Sunday, 4 August 2013

"Tax it" is always the answer and a sure fire cure ....

Parents' efforts on healthy eating 'undermined' by marketing campaigns and lack of government interest

Read Alex Renton's report on sugary drinks

A special in today’s Observer, with Alex contributing an article as well as his report.

"But the campaign group Sustain, which leads a consortium of organisations campaigning for legislative action on children and sugar, told the Observer that the government had shown no interest. The Treasury refused to comment on Sustain's January report, which set out the case for taxation of added sugar in food and drink, while the Department of Health merely referred its copy on to the Treasury, saying the issue was "not within its remit".
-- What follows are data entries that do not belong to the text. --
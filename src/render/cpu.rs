use crate::{
    foundation::{
        core::{BezPath, Rgba8, Viewport},
        error::{VoiceprintsError, VoiceprintsResult},
    },
    render::{
        backend::{DrawSurface, FrameRGBA},
        composite::over_in_place,
    },
};

/// CPU raster surface backed by a `vello_cpu` pixmap.
///
/// Drawing calls are queued in a render context. [`DrawSurface::present`] rasterizes
/// the queue into a scratch pixmap and composites it over the visible one, so
/// successive presents stack like layers.
pub struct CpuSurface {
    viewport: Viewport,
    width: u16,
    height: u16,
    ctx: vello_cpu::RenderContext,
    pixmap: vello_cpu::Pixmap,
    queued: usize,
}

impl CpuSurface {
    /// Acquire a transparent surface of the viewport's size.
    pub fn new(viewport: Viewport) -> VoiceprintsResult<Self> {
        let width: u16 = viewport.width.try_into().map_err(|_| {
            VoiceprintsError::surface(format!("surface width {} exceeds u16", viewport.width))
        })?;
        let height: u16 = viewport.height.try_into().map_err(|_| {
            VoiceprintsError::surface(format!("surface height {} exceeds u16", viewport.height))
        })?;
        if width == 0 || height == 0 {
            return Err(VoiceprintsError::surface("surface must be non-empty"));
        }

        Ok(Self {
            viewport,
            width,
            height,
            ctx: vello_cpu::RenderContext::new(width, height),
            pixmap: vello_cpu::Pixmap::new(width, height),
            queued: 0,
        })
    }

    /// Number of drawing calls waiting for the next present.
    pub fn queued(&self) -> usize {
        self.queued
    }

    /// Premultiplied copy of the visible pixels. Queued work is not included.
    pub fn snapshot(&self) -> FrameRGBA {
        FrameRGBA {
            width: self.viewport.width,
            height: self.viewport.height,
            data: self.pixmap.data_as_u8_slice().to_vec(),
            premultiplied: true,
        }
    }

    fn reset_context(&mut self) {
        self.ctx = vello_cpu::RenderContext::new(self.width, self.height);
        self.queued = 0;
    }
}

impl DrawSurface for CpuSurface {
    fn size(&self) -> Viewport {
        self.viewport
    }

    fn clear(&mut self) {
        self.reset_context();
        self.pixmap.data_as_u8_slice_mut().fill(0);
    }

    fn fill_path(&mut self, path: &BezPath, color: Rgba8) -> VoiceprintsResult<()> {
        self.ctx.set_transform(vello_cpu::kurbo::Affine::IDENTITY);
        self.ctx.set_paint(to_cpu_color(color));
        self.ctx.fill_path(&bezpath_to_cpu(path));
        self.queued += 1;
        Ok(())
    }

    fn stroke_path(
        &mut self,
        path: &BezPath,
        color: Rgba8,
        width: f64,
    ) -> VoiceprintsResult<()> {
        if !(width.is_finite() && width > 0.0) {
            return Err(VoiceprintsError::render(format!(
                "stroke width must be finite and > 0, got {width}"
            )));
        }
        self.ctx.set_transform(vello_cpu::kurbo::Affine::IDENTITY);
        self.ctx.set_paint(to_cpu_color(color));
        self.ctx.set_stroke(vello_cpu::kurbo::Stroke::new(width));
        self.ctx.stroke_path(&bezpath_to_cpu(path));
        self.queued += 1;
        Ok(())
    }

    fn present(&mut self) -> VoiceprintsResult<()> {
        if self.queued == 0 {
            return Ok(());
        }

        let mut layer = vello_cpu::Pixmap::new(self.width, self.height);
        self.ctx.flush();
        self.ctx.render_to_pixmap(&mut layer);
        over_in_place(
            self.pixmap.data_as_u8_slice_mut(),
            layer.data_as_u8_slice(),
        )?;
        self.reset_context();
        Ok(())
    }
}

fn to_cpu_color(c: Rgba8) -> vello_cpu::peniko::Color {
    vello_cpu::peniko::Color::from_rgba8(c.r, c.g, c.b, c.a)
}

fn point_to_cpu(p: crate::foundation::core::Point) -> vello_cpu::kurbo::Point {
    vello_cpu::kurbo::Point::new(p.x, p.y)
}

fn bezpath_to_cpu(path: &BezPath) -> vello_cpu::kurbo::BezPath {
    use kurbo::PathEl;

    let mut out = vello_cpu::kurbo::BezPath::new();
    for &el in path.elements() {
        match el {
            PathEl::MoveTo(p) => out.move_to(point_to_cpu(p)),
            PathEl::LineTo(p) => out.line_to(point_to_cpu(p)),
            PathEl::QuadTo(p1, p2) => out.quad_to(point_to_cpu(p1), point_to_cpu(p2)),
            PathEl::CurveTo(p1, p2, p3) => {
                out.curve_to(point_to_cpu(p1), point_to_cpu(p2), point_to_cpu(p3));
            }
            PathEl::ClosePath => out.close_path(),
        }
    }
    out
}

#[cfg(test)]
#[path = "../../tests/unit/render/cpu.rs"]
mod tests;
"Parents' best efforts to encourage their families to eat healthily are undermined by cynical multimillion-pound marketing strategies that present sugary drinks as fun and fashionable," said Sustain campaigns director Charlie Powell. "As government chooses to ignore the science that clearly classifies sugar as toxic, it's no surprise that public health policies fail to protect children."

“Some 67 health charities, medical royal colleges and public health bodies are asking the government to consider a health tax on sugary drinks, along the lines of those already successfully introduced in France and four other European countries”.

This “health” aka “sugar tax” is to combat the “diabesity epidemic”, and as Alex points out such a tax has been “successfully introduced in France and four other European countries”.  No mention of the Danish experience though, for some reason …


adamcollyer said...

"The evidence that classifies sugar as toxic"!

Crikey. Looks like we need to get that nasty sugar out of our bodies then. Sure, we would die immediately if we did that, but we would be healthy as well.

What an idiot.

Bayard said...

Sugar (sucrose) really isn't very good for you in large quantities, and as a species, we survived many thousands of years until the C17th pretty well without it. Having said that, Sustain is obviously hopelessly addicted to that toxic class A drug, public money and should have it's supply cut off immediately. The directors would be so much healthier if they worked for nothing, rather than injecting large quantities of the drug into their bank accounts every month.